In order to transform D into an ideal lower rank approximation, SVD selects the higher-valued components of Q larger than a given value from Q.

4.4. Transfer Learning Models

It is usually unwise to execute CNN classification with a small biomedical dataset as well as train the network from the beginning. TL (Transfer learning) models are commonly used for biomedical image categorization to overcome these constraints. Transfer learning-based models can also be used to transfer knowledge from one task to another similar task, such as Inception-V3 [47], GoogLeNet [48], AexNet [49], and ResNet [50]. It has been trained using the ImageNet [51] dataset, which contains over fourteen million images of one thousand categories. TL aims to improve the network’s performance regardless of its target dataset. Cataract identification [52], breast cancer classification [53], glaucoma diagnosis [54], and diabetic retinopathy detection [31] have demonstrated substantial performance for TL-based models in several medical image classification tasks.

Inception-V3, GoogLeNet, AlexNet, and ResNet models based on transfer learning were proposed in this study for the diagnosis of four classes of diabetic retinopathy: normal, mild, moderate, and severe.

4.4.1. Standard Classifiers

Inception-V3 is a deep neural network (DNN) that can classify 1000 different objects [47]. The model is trained on images from a wide variety, and the model may be retrained for a smaller dataset while keeping the training information. This advantage of the Inception-V3 CNN model is that it eliminates the need for practical training, resulting in improved classification accuracy and reduced processing time. It is the primary objective of the Inception-V3 network to eliminate the limiting representation of subsequent network layers, which significantly reduces the input size of the subsequent layer. The factorization technique is used to lower the computational complexity of the network.

Google Net [48] is also termed as Inception-V1 topology. It is from Google and based on LeNet’s conception component.
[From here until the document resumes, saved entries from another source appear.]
//! Mutable economy state and the values derived from it.

use std::collections::{BTreeMap, BTreeSet};

use rand::rngs::SmallRng;
use rand::{Rng, SeedableRng};
use serde::{Deserialize, Serialize};

use crate::config::{self, Settings};

use super::catalog::{
    upgrade_by_id, Currency, EffectKind, LeveledUpgrade, Stacking, SubscriptionTier,
};
use super::unlock::ToolCatalog;

/// The three balances. Spends are check-then-deduct and never go negative.
#[derive(Clone, Debug, Default, PartialEq, Serialize, Deserialize)]
#[serde(default, rename_all = "camelCase")]
pub struct Currencies {
    pub vibe_codes: f64,
    pub prompt_tokens: f64,
    pub dev_points: f64,
}

impl Currencies {
    pub fn get(&self, currency: Currency) -> f64 {
        match currency {
            Currency::VibeCodes => self.vibe_codes,
            Currency::PromptTokens => self.prompt_tokens,
            Currency::DevPoints => self.dev_points,
        }
    }

    fn slot(&mut self, currency: Currency) -> &mut f64 {
        match currency {
            Currency::VibeCodes => &mut self.vibe_codes,
            Currency::PromptTokens => &mut self.prompt_tokens,
            Currency::DevPoints => &mut self.dev_points,
        }
    }

    /// Adds a non-negative amount. Negative or NaN amounts are ignored.
    pub fn add(&mut self, currency: Currency, amount: f64) {
        if amount > 0.0 {
            *self.slot(currency) += amount;
        }
    }

    /// Deducts `amount` if the balance covers it. Returns whether it did.
    pub fn spend(&mut self, currency: Currency, amount: f64) -> bool {
        if !amount.is_finite() || amount < 0.0 {
            return false;
        }
        let slot = self.slot(currency);
        if *slot < amount {
            return false;
        }
        *slot -= amount;
        true
    }
}

/// Cumulative statistics.
#[derive(Clone, Debug, Default, PartialEq, Serialize, Deserialize)]
#[serde(default, rename_all = "camelCase")]
pub struct PlayerStats {
    pub total_clicks: u64,
    /// Lifetime VB earned. Never decreases, not even on spend.
    pub total_vibe_codes_earned: f64,
    pub total_prestige_count: u32,
    pub prestige_tokens: f64,
    /// Seconds of ticked play time.
    pub play_time: f64,
    /// Wall clock (ms since epoch) when the game was last known to be running.
    pub last_online_ms: f64,
}

/// Ownership record for one tool.
#[derive(Clone, Debug, PartialEq, Serialize, Deserialize)]
#[serde(default, rename_all = "camelCase")]
pub struct OwnedTool {
    pub count: u32,
    pub subscription: SubscriptionTier,
    /// Lifetime VB produced by this tool.
    pub total_produced: f64,
}

impl Default for OwnedTool {
    fn default() -> Self {
        Self {
            count: 0,
            subscription: SubscriptionTier::Free,
            total_produced: 0.0,
        }
    }
}

/// Per-second rates for all three currencies.
#[derive(Clone, Copy, Debug, Default, PartialEq)]
pub struct Income {
    pub vibe_codes: f64,
    pub prompt_tokens: f64,
    pub dev_points: f64,
}

/// All mutable game state. Tool definitions live in [`ToolCatalog`] and are
/// referenced here by id only.
#[derive(Clone, Debug)]
pub struct EconomyState {
    pub currencies: Currencies,
    pub stats: PlayerStats,
    pub settings: Settings,
    pub owned: BTreeMap<String, OwnedTool>,
    pub owned_upgrades: BTreeSet<String>,
    pub levels: BTreeMap<LeveledUpgrade, u32>,
    /// Completed milestone ids, in completion order.
    pub completed_milestones: Vec<String>,
    /// Product of all milestone multiplier rewards.
    pub milestone_multiplier: f64,
    /// Session-only debug multiplier toggle.
    pub demo_mode: bool,
    rng: SmallRng,
}

impl EconomyState {
    pub fn new(seed: u64) -> Self {
        Self {
            currencies: Currencies::default(),
            stats: PlayerStats::default(),
            settings: Settings::default(),
            owned: BTreeMap::new(),
            owned_upgrades: BTreeSet::new(),
            levels: BTreeMap::new(),
            completed_milestones: Vec::new(),
            milestone_multiplier: 1.0,
            demo_mode: false,
            rng: SmallRng::seed_from_u64(seed),
        }
    }

    /// True with probability `chance` (clamped to 0..=1).
    pub(crate) fn roll(&mut self, chance: f64) -> bool {
        if chance <= 0.0 {
            return false;
        }
        if chance >= 1.0 {
            return true;
        }
        self.rng.gen::<f64>() < chance
    }

    pub fn level(&self, upgrade: LeveledUpgrade) -> u32 {
        self.levels.get(&upgrade).copied().unwrap_or(0)
    }

    pub fn owned_count(&self, id: &str) -> u32 {
        self.owned.get(id).map(|o| o.count).unwrap_or(0)
    }

    pub fn subscription(&self, id: &str) -> SubscriptionTier {
        self.owned
            .get(id)
            .map(|o| o.subscription)
            .unwrap_or_default()
    }

    /// Number of tools with at least one unit.
    pub fn distinct_tools_owned(&self) -> usize {
        self.owned.values().filter(|o| o.count > 0).count()
    }

    fn demo_multiplier(&self) -> f64 {
        if self.demo_mode {
            config::DEMO_MULTIPLIER
        } else {
            1.0
        }
    }

    pub fn prestige_multiplier(&self) -> f64 {
        1.0 + self.stats.prestige_tokens * 0.1
    }

    pub fn synergy_multiplier(&self) -> f64 {
        let per_tool = self.level(LeveledUpgrade::SynergyBonus) as f64
            * LeveledUpgrade::SynergyBonus.effect_per_level();
        1.0 + per_tool * self.distinct_tools_owned() as f64
    }

    /// (Σ additive, Π multiplicative) over owned one-time upgrades of `kind`.
    pub fn upgrade_effects(&self, kind: EffectKind) -> (f64, f64) {
        self.owned_upgrades
            .iter()
            .filter_map(|id| upgrade_by_id(id))
            .filter(|u| u.effect.kind == kind)
            .fold((0.0, 1.0), |(sum, product), u| match u.effect.stacking {
                Stacking::Additive => (sum + u.effect.value, product),
                Stacking::Multiplicative => (sum, product * u.effect.value),
            })
    }

    fn percent(&self, upgrade: LeveledUpgrade) -> f64 {
        self.level(upgrade) as f64 * upgrade.effect_per_level()
    }

    // ── Click ───────────────────────────────────────────────────

    /// Non-crit value of one click, before demo mode. Integer, at least 1.
    pub fn click_value(&self) -> f64 {
        let base = 1.0 + self.level(LeveledUpgrade::ClickPower) as f64;
        let (additive, multiplicative) = self.upgrade_effects(EffectKind::ClickMultiplier);
        let value = base
            * (1.0 + self.percent(LeveledUpgrade::ClickMultiplier) + additive)
            * multiplicative
            * self.synergy_multiplier()
            * self.prestige_multiplier()
            * self.milestone_multiplier;
        value.round().max(1.0)
    }

    /// Click value as shown to the player, demo mode included.
    pub fn effective_click_value(&self) -> f64 {
        self.click_value() * self.demo_multiplier()
    }

    /// Probability a click crits, capped at 80%.
    pub fn crit_chance(&self) -> f64 {
        let from_subscriptions: f64 = self
            .owned
            .values()
            .map(|o| o.subscription.crit_chance())
            .sum();
        (from_subscriptions + self.percent(LeveledUpgrade::CritChance)).min(0.8)
    }

    pub fn crit_multiplier(&self) -> f64 {
        2.0 + self.percent(LeveledUpgrade::CritDamage)
    }

    pub fn golden_click_chance(&self) -> f64 {
        self.percent(LeveledUpgrade::GoldenClicks)
    }

    pub fn chain_reaction_chance(&self) -> f64 {
        self.percent(LeveledUpgrade::ChainReaction)
    }

    pub fn lucky_drop_chance(&self) -> f64 {
        self.percent(LeveledUpgrade::LuckyDrops)
    }

    /// PT granted by a lucky drop.
    pub fn lucky_drop_amount(&self) -> f64 {
        1.0 + (self.level(LeveledUpgrade::LuckyDrops) / 10) as f64
    }

    // ── Costs ───────────────────────────────────────────────────

    /// VB cost of the next unit of `id`, or infinity for unknown ids.
    pub fn tool_cost(&self, catalog: &ToolCatalog, id: &str) -> f64 {
        let Some(tool) = catalog.get(id) else {
            return f64::INFINITY;
        };
        let growth = (config::TOOL_COST_GROWTH - self.percent(LeveledUpgrade::BulkDiscount))
            .max(config::MIN_TOOL_COST_GROWTH);
        let discount = (1.0 - self.percent(LeveledUpgrade::CostReduction)).max(0.5);
        let cost = (tool.base_cost * growth.powi(self.owned_count(id) as i32) * discount).floor();
        cost.max(1.0)
    }

    /// DP cost of moving `id` to its next tier. `None` at the top tier.
    pub fn subscription_cost(&self, id: &str) -> Option<f64> {
        let next = self.subscription(id).next()?;
        let discount = (1.0 - self.percent(LeveledUpgrade::SubscriptionDiscount)).max(0.2);
        Some((next.dp_cost() * discount).floor())
    }

    /// Cost of the next level, in the upgrade's own currency, with the PT
    /// efficiency discount applied to PT-denominated upgrades.
    pub fn leveled_cost(&self, upgrade: LeveledUpgrade) -> f64 {
        let cost = upgrade.cost_at(self.level(upgrade));
        if upgrade.currency() == Currency::PromptTokens {
            let discount = (1.0 - self.percent(LeveledUpgrade::PtEfficiency)).max(0.2);
            (cost * discount).floor()
        } else {
            cost
        }
    }

    pub fn at_max_level(&self, upgrade: LeveledUpgrade) -> bool {
        upgrade
            .max_level()
            .is_some_and(|max| self.level(upgrade) >= max)
    }

    // ── Production ──────────────────────────────────────────────

    /// VB-per-second multiplier shared by every tool.
    pub fn production_multiplier(&self) -> f64 {
        let (additive, multiplicative) = self.upgrade_effects(EffectKind::ProductionMultiplier);
        (1.0 + self.percent(LeveledUpgrade::ProductionBoost) + additive)
            * multiplicative
            * self.synergy_multiplier()
            * self.prestige_multiplier()
            * self.milestone_multiplier
            * self.demo_multiplier()
    }

    /// VB per second produced by one owned tool, all multipliers applied.
    pub fn tool_production(&self, catalog: &ToolCatalog, id: &str) -> f64 {
        match (catalog.get(id), self.owned.get(id)) {
            (Some(tool), Some(owned)) => {
                tool.base_production
                    * owned.count as f64
                    * owned.subscription.vb_multiplier()
                    * self.production_multiplier()
            }
            _ => 0.0,
        }
    }

    /// Current per-second rates. Owned ids missing from the catalog produce
    /// nothing.
    pub fn passive_income(&self, catalog: &ToolCatalog) -> Income {
        let mut vb = 0.0;
        let mut pt = 0.0;
        let mut dp = 0.0;
        for (id, owned) in &self.owned {
            let Some(tool) = catalog.get(id) else {
                continue;
            };
            let count = owned.count as f64;
            let tier = owned.subscription;
            vb += tool.base_production * count * tier.vb_multiplier();
            pt += (tool.pt_generation + tier.pt_bonus()) * count;
            dp += (tool.dp_generation + tier.dp_bonus()) * count;
        }
        let demo = self.demo_multiplier();
        Income {
            vibe_codes: vb * self.production_multiplier(),
            prompt_tokens: pt * (1.0 + self.percent(LeveledUpgrade::PtGeneration)) * demo,
            dev_points: dp * (1.0 + self.percent(LeveledUpgrade::DpBoost)) * demo,
        }
    }

    // ── Offline ─────────────────────────────────────────────────

    /// Longest absence (seconds) credited by offline catch-up.
    pub fn offline_cap_seconds(&self) -> f64 {
        config::OFFLINE_BASE_CAP_SECONDS
            + self.level(LeveledUpgrade::OfflineCap) as f64
                * LeveledUpgrade::OfflineCap.effect_per_level()
    }

    /// Share of normal VB production earned while away, at most 1.
    pub fn offline_yield(&self) -> f64 {
        let (additive, multiplicative) = self.upgrade_effects(EffectKind::OfflineMultiplier);
        (config::OFFLINE_BASE_YIELD
            * (1.0 + self.percent(LeveledUpgrade::OfflineProduction) + additive)
            * multiplicative)
            .min(1.0)
    }
}


#[cfg(test)]
mod proptests {
    use super::*;
    use proptest::prelude::*;

    proptest! {
        #[test]
        fn prop_tool_cost_at_least_one(count in 0u32..200, idx in 0usize..18) {
            let cat = ToolCatalog::new();
            let id = cat.at(idx).unwrap().id.clone();
            let mut state = EconomyState::new(1);
            state.owned.insert(id.clone(), OwnedTool { count, ..OwnedTool::default() });
            prop_assert!(state.tool_cost(&cat, &id) >= 1.0);
        }

        #[test]
        fn prop_tool_cost_strictly_increases(count in 0u32..120, idx in 0usize..18) {
            let cat = ToolCatalog::new();
            let id = cat.at(idx).unwrap().id.clone();
            let mut state = EconomyState::new(1);
            state.owned.insert(id.clone(), OwnedTool { count, ..OwnedTool::default() });
            let before = state.tool_cost(&cat, &id);
            state.owned.get_mut(&id).unwrap().count += 1;
            prop_assert!(state.tool_cost(&cat, &id) > before);
        }

        #[test]
        fn prop_spend_never_negative(balance in 0.0f64..1e9, amount in 0.0f64..1e9) {
            let mut c = Currencies { vibe_codes: balance, ..Currencies::default() };
            let ok = c.spend(Currency::VibeCodes, amount);
            prop_assert_eq!(ok, balance >= amount);
            prop_assert!(c.vibe_codes >= 0.0);
        }

        #[test]
        fn prop_crit_chance_within_bounds(level in 0u32..500) {
            let mut state = EconomyState::new(1);
            state.levels.insert(LeveledUpgrade::CritChance, level);
            let chance = state.crit_chance();
            prop_assert!((0.0..=0.8).contains(&chance));
        }
    }
}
It was the winner of the ILSVRC-2014 Challenge. Google Net is a 22-layer deep neural network trained using the ImageNet, with one thousand item classifications. The highest error rate on Google Net is 6.67%, which is highly similar to human competence (5.1%). The network comprises pooling layers, convolution layers, rectified linear (Relu) layers, as well as fully connected layers.

AlexNet [49], created by Alex Krizhevsky, achieved the ImageNet 2012 Large Scale Visual Recognition Challenge with a top-five error rate of 0.1530. It has three fully-connected layers and five convolutional layers, with the Relu-activation function implemented after each convolutional and fully connected layer. Before the first two completely associated layers, a dropout value of 0.5 is employed. ImageNet is used to train the network with 100 distinct categories (1000-way softmax).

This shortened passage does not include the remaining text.